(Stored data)
-- Opening Marker --
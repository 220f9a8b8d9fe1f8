//! `vectorify query`: semantic search against the remote index.

use anyhow::{bail, Result};
use serde_json::Value;

use crate::config::Config;
use crate::endpoints::Queries;
use crate::error::ConfigError;
use crate::models::QueryRequest;

/// Build a query request from CLI arguments.
///
/// `filters` are `key=value` pairs; values that parse as JSON keep their
/// type (`team_id=42` filters on a number), anything else is a string.
pub fn build_query(
    config: &Config,
    text: &str,
    collection: Option<&str>,
    limit: Option<u32>,
    filters: &[String],
) -> Result<QueryRequest> {
    let mut request = QueryRequest::new(text.trim());
    if let Some(limit) = limit {
        if limit == 0 {
            bail!("--limit must be >= 1");
        }
        request = request.with_limit(limit);
    }

    if let Some(slug) = collection {
        if !config.collections.contains_key(slug) {
            return Err(ConfigError::UnknownCollection(slug.to_string()).into());
        }
        request = request.with_filter("collection", slug);
    }

    for filter in filters {
        let Some((key, raw)) = filter.split_once('=') else {
            bail!("invalid --filter '{}': expected key=value", filter);
        };
        let value = serde_json::from_str::<Value>(raw).unwrap_or_else(|_| Value::String(raw.to_string()));
        request = request.with_filter(key.trim(), value);
    }

    Ok(request)
}

pub async fn run_query(queries: &Queries, request: &QueryRequest) -> Result<()> {
    if request.text.is_empty() {
        println!("No results.");
        return Ok(());
    }

    match queries.send(request).await? {
        Some(body) => println!("{}", serde_json::to_string_pretty(&body)?),
        None => bail!("query rejected by the API"),
    }
    Ok(())
}
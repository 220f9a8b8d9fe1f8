//! Record → [`Item`] mapping.
//!
//! Each record is mapped through a fresh [`Scratch`] value holding two maps:
//! `data`, which becomes the item's payload, and `excluded`, which keeps
//! every value that left `data` (primary key, aliased source keys, columns
//! with `data = false`, relation foreign keys, fields selected only for
//! metadata or the tenant). Metadata and tenant lookups read `data` first
//! and fall back to `excluded`, so a field hidden from the payload is still
//! available to both.
//!
//! Null values are never emitted: they are skipped while mapping and a
//! final sweep removes any left over from unconfigured fields.

use anyhow::{bail, Result};
use serde_json::{Map, Value};
use tracing::debug;

use crate::datetime::format_value;
use crate::models::{Item, ValueType};
use crate::plan::{CollectionPlan, ColumnSpec};
use crate::source::Record;

/// Per-record working state. Built and dropped inside [`RecordMapper::map`].
#[derive(Debug, Default)]
struct Scratch {
    data: Map<String, Value>,
    excluded: Map<String, Value>,
}

impl Scratch {
    /// Place a mapped value under its output name, honouring `include_in_payload`.
    fn place(&mut self, spec: &ColumnSpec, value: Value) {
        let name = spec.output_name().to_string();
        if spec.include_in_payload {
            self.data.insert(name, value);
        } else {
            self.excluded.insert(name, value);
        }
    }

    fn exclude(&mut self, key: &str) {
        if let Some(value) = self.data.remove(key) {
            self.excluded.insert(key.to_string(), value);
        }
    }

    fn lookup(&self, key: &str) -> Option<&Value> {
        self.data
            .get(key)
            .filter(|v| !v.is_null())
            .or_else(|| self.excluded.get(key).filter(|v| !v.is_null()))
    }
}

pub struct RecordMapper<'a> {
    plan: &'a CollectionPlan,
}

impl<'a> RecordMapper<'a> {
    pub fn new(plan: &'a CollectionPlan) -> Self {
        Self { plan }
    }

    /// Map every record of a chunk, preserving order.
    pub fn map_all(&self, records: &[Record]) -> Result<Vec<Item>> {
        records.iter().map(|r| self.map(r)).collect()
    }

    pub fn map(&self, record: &Record) -> Result<Item> {
        let plan = self.plan;
        let mut scratch = Scratch {
            data: self.initial_fields(record)?,
            excluded: Map::new(),
        };

        let id = scratch
            .data
            .remove(&plan.primary_key)
            .or_else(|| record.get(&plan.primary_key).cloned())
            .filter(|v| !v.is_null());
        let Some(id) = id else {
            bail!(
                "record in collection '{}' has no value for primary key '{}'",
                plan.slug,
                plan.primary_key
            );
        };
        scratch.excluded.insert(plan.primary_key.clone(), id.clone());
        for field in &plan.support {
            scratch.exclude(field);
        }

        for spec in plan.columns.values() {
            let Some(value) = scratch.data.remove(&spec.source_key) else {
                continue;
            };
            if spec.output_name() != spec.source_key {
                scratch.excluded.insert(spec.source_key.clone(), value.clone());
            }
            if value.is_null() {
                continue;
            }
            scratch.place(spec, format_column(spec, value));
        }

        for relation in plan.relations.values() {
            let related = record.relation(&relation.name);
            if related.is_none() {
                debug!(
                    collection = %plan.slug,
                    relation = %relation.name,
                    "relation not loaded; skipping its columns"
                );
            }

            if let Some(related) = related {
                for spec in relation.columns.values() {
                    let Some(value) = related.get(&spec.source_key).filter(|v| !v.is_null()) else {
                        continue;
                    };
                    scratch.place(spec, format_column(spec, value.clone()));
                }
            }

            scratch.exclude(&relation.foreign_key);
        }

        scratch.data.retain(|_, v| !v.is_null());

        let mut metadata = Map::new();
        for name in plan.metadata.keys() {
            if let Some(value) = scratch.lookup(name) {
                metadata.insert(name.clone(), value.clone());
            }
        }

        let tenant = plan
            .tenant
            .as_deref()
            .and_then(|field| scratch.lookup(field))
            .cloned();

        Ok(Item {
            id,
            data: scratch.data,
            metadata,
            tenant,
            url: None,
        })
    }

    /// The flat field map before column rules: resource output or the record's own fields.
    fn initial_fields(&self, record: &Record) -> Result<Map<String, Value>> {
        let Some(resource) = &self.plan.resource else {
            return Ok(record.fields.clone());
        };

        match resource.format(record)? {
            Value::Object(mut map) => match map.remove("data") {
                Some(Value::Object(inner)) if !inner.is_empty() => Ok(inner),
                Some(other) => {
                    map.insert("data".to_string(), other);
                    Ok(map)
                }
                None => Ok(map),
            },
            other => bail!(
                "resource '{}' returned {} instead of an object",
                resource.name(),
                json_kind(&other)
            ),
        }
    }
}

fn format_column(spec: &ColumnSpec, value: Value) -> Value {
    let Some(format) = spec.format.as_deref() else {
        return value;
    };
    if spec.value_type != ValueType::Datetime {
        return value;
    }

    match format_value(&value, format) {
        Some(formatted) => Value::String(formatted),
        None => {
            debug!(column = %spec.source_key, value = %value, "unparseable datetime kept as-is");
            value
        }
    }
}

fn json_kind(value: &Value) -> &'static str {
    match value {
        Value::Null => "null",
        Value::Bool(_) => "a boolean",
        Value::Number(_) => "a number",
        Value::String(_) => "a string",
        Value::Array(_) => "an array",
        Value::Object(_) => "an object",
    }
}

#[cfg(test)]
mod tests {
    use super::*;
    use crate::config::parse_config;
    use crate::resource::{Resource, ResourceRegistry};
    use serde_json::json;
    use std::sync::Arc;

    fn plan_with(tenancy: &str, collection: &str, registry: &ResourceRegistry) -> CollectionPlan {
        let content = format!(
            r#"
tenancy = "{}"

[source]
path = "app.sqlite"

[cache]
path = "cache.sqlite"

[sources.invoices]
fillable = ["status", "amount"]

[sources.invoices.relations.customer]
source = "customers"

[sources.customers]
fillable = ["name"]

{}
"#,
            tenancy, collection
        );
        let config = parse_config(&content).unwrap();
        CollectionPlan::for_collection(&config, "invoices", registry).unwrap()
    }

    fn plan(tenancy: &str, collection: &str) -> CollectionPlan {
        plan_with(tenancy, collection, &ResourceRegistry::new())
    }

    fn record(value: Value) -> Record {
        Record::new(value.as_object().unwrap().clone())
    }

    #[test]
    fn status_metadata_and_formatted_alias() {
        let plan = plan(
            "single",
            r#"
[collections.invoices]
source = "invoices"
[collections.invoices.columns]
status = { metadata = true, type = "enum", options = ["draft", "sent", "paid"] }
due_at = { alias = "due_date", type = "datetime", format = "Y-m-d" }
"#,
        );
        let item = RecordMapper::new(&plan)
            .map(&record(json!({ "id": 1, "status": "sent", "due_at": "2025-06-30T00:00:00Z" })))
            .unwrap();

        assert_eq!(item.id, json!(1));
        assert_eq!(Value::Object(item.data), json!({ "due_date": "2025-06-30" }));
        assert_eq!(Value::Object(item.metadata), json!({ "status": "sent" }));
        assert_eq!(item.tenant, None);
    }

    const WITH_CUSTOMER: &str = r#"
[collections.invoices]
source = "invoices"
[collections.invoices.columns]
amount = {}
customer = { relationship = true, columns = { name = { alias = "customer_name" } } }
"#;

    #[test]
    fn relation_columns_join_and_foreign_key_is_stripped() {
        let plan = plan("single", WITH_CUSTOMER);
        let row = record(json!({ "id": 7, "amount": 12.5, "customer_id": 10 }))
            .with_relation("customer", json!({ "id": 10, "name": "Acme" }).as_object().cloned());

        let item = RecordMapper::new(&plan).map(&row).unwrap();
        assert_eq!(
            Value::Object(item.data),
            json!({ "amount": 12.5, "customer_name": "Acme" })
        );
    }

    #[test]
    fn missing_relation_yields_no_fields() {
        let plan = plan("single", WITH_CUSTOMER);
        let row = record(json!({ "id": 7, "amount": 1, "customer_id": 99 })).with_relation("customer", None);

        let item = RecordMapper::new(&plan).map(&row).unwrap();
        assert_eq!(Value::Object(item.data), json!({ "amount": 1 }));
    }

    #[test]
    fn alias_removes_source_key() {
        let plan = plan(
            "single",
            "[collections.invoices]\nsource = \"invoices\"\ncolumns = { status = { alias = \"state\" } }\n",
        );
        let item = RecordMapper::new(&plan)
            .map(&record(json!({ "id": 1, "status": "paid" })))
            .unwrap();

        assert_eq!(item.data.get("state"), Some(&json!("paid")));
        assert!(!item.data.contains_key("status"));
    }

    #[test]
    fn nulls_are_never_emitted() {
        let plan = plan(
            "single",
            r#"
[collections.invoices]
source = "invoices"
[collections.invoices.columns]
status = { metadata = true, data = true }
amount = {}
note = {}
"#,
        );
        let item = RecordMapper::new(&plan)
            .map(&record(json!({ "id": 1, "status": null, "amount": null, "note": "x", "extra": null })))
            .unwrap();

        assert_eq!(Value::Object(item.data), json!({ "note": "x" }));
        assert!(item.metadata.is_empty());
    }

    #[test]
    fn field_marked_metadata_and_tenant_resolves_for_both() {
        let plan = plan(
            "multi",
            r#"
[collections.invoices]
source = "invoices"
[collections.invoices.columns]
amount = {}
team_id = { metadata = true, tenant = true, type = "integer" }
"#,
        );
        let item = RecordMapper::new(&plan)
            .map(&record(json!({ "id": 3, "amount": 5, "team_id": 42 })))
            .unwrap();

        assert_eq!(Value::Object(item.data), json!({ "amount": 5 }));
        assert_eq!(item.metadata.get("team_id"), Some(&json!(42)));
        assert_eq!(item.tenant, Some(json!(42)));
    }

    #[test]
    fn tenant_falls_back_to_excluded_key() {
        let plan = plan(
            "multi",
            r#"
[collections.invoices]
source = "invoices"
tenant = "team_id"
[collections.invoices.columns]
team_id = { alias = "team" }
"#,
        );
        let item = RecordMapper::new(&plan)
            .map(&record(json!({ "id": 3, "team_id": 8 })))
            .unwrap();

        assert_eq!(item.data.get("team"), Some(&json!(8)));
        assert_eq!(item.tenant, Some(json!(8)));
    }

    #[test]
    fn mapping_is_deterministic() {
        let plan = plan("single", WITH_CUSTOMER);
        let row = record(json!({ "id": 7, "amount": 3, "customer_id": 10 }))
            .with_relation("customer", json!({ "name": "Acme" }).as_object().cloned());
        let mapper = RecordMapper::new(&plan);

        let first = serde_json::to_vec(&mapper.map(&row).unwrap()).unwrap();
        let second = serde_json::to_vec(&mapper.map(&row).unwrap()).unwrap();
        assert_eq!(first, second);
    }

    #[test]
    fn missing_primary_key_is_an_error() {
        let plan = plan("single", WITH_CUSTOMER);
        assert!(RecordMapper::new(&plan).map(&record(json!({ "amount": 1 }))).is_err());
    }

    struct Envelope;

    impl Resource for Envelope {
        fn name(&self) -> &str {
            "invoice"
        }
        fn format(&self, record: &Record) -> Result<Value> {
            Ok(json!({
                "data": {
                    "id": record.get("id").cloned().unwrap_or(Value::Null),
                    "label": format!("Invoice {}", record.get("id").cloned().unwrap_or(Value::Null)),
                    "empty": null,
                }
            }))
        }
    }

    #[test]
    fn resource_output_is_unwrapped() {
        let mut registry = ResourceRegistry::new();
        registry.register(Arc::new(Envelope));
        let plan = plan_with(
            "single",
            "[collections.invoices]\nsource = \"invoices\"\nresource = \"invoice\"\n",
            &registry,
        );
        assert!(plan.select.is_empty());

        let item = RecordMapper::new(&plan)
            .map(&record(json!({ "id": 4, "status": "paid" })))
            .unwrap();
        assert_eq!(item.id, json!(4));
        assert_eq!(Value::Object(item.data), json!({ "label": "Invoice 4" }));
    }

    #[test]
    fn map_all_preserves_order() {
        let plan = plan("single", "[collections]\ninvoices = \"invoices\"\n");
        let rows: Vec<Record> = (1..=3)
            .map(|i| record(json!({ "id": i, "status": "draft", "amount": i * 10 })))
            .collect();

        let items = RecordMapper::new(&plan).map_all(&rows).unwrap();
        let ids: Vec<Value> = items.into_iter().map(|i| i.id).collect();
        assert_eq!(ids, vec![json!(1), json!(2), json!(3)]);
    }
}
-- Closing Marker --
What is expected :: Please go over the data above and copy each line with "items" in it.

Answer to the problem ::
        let items = RecordMapper::new(&plan).map_all(&rows).unwrap();
        let ids: Vec<Value> = items.into_iter().map(|i| i.id).collect();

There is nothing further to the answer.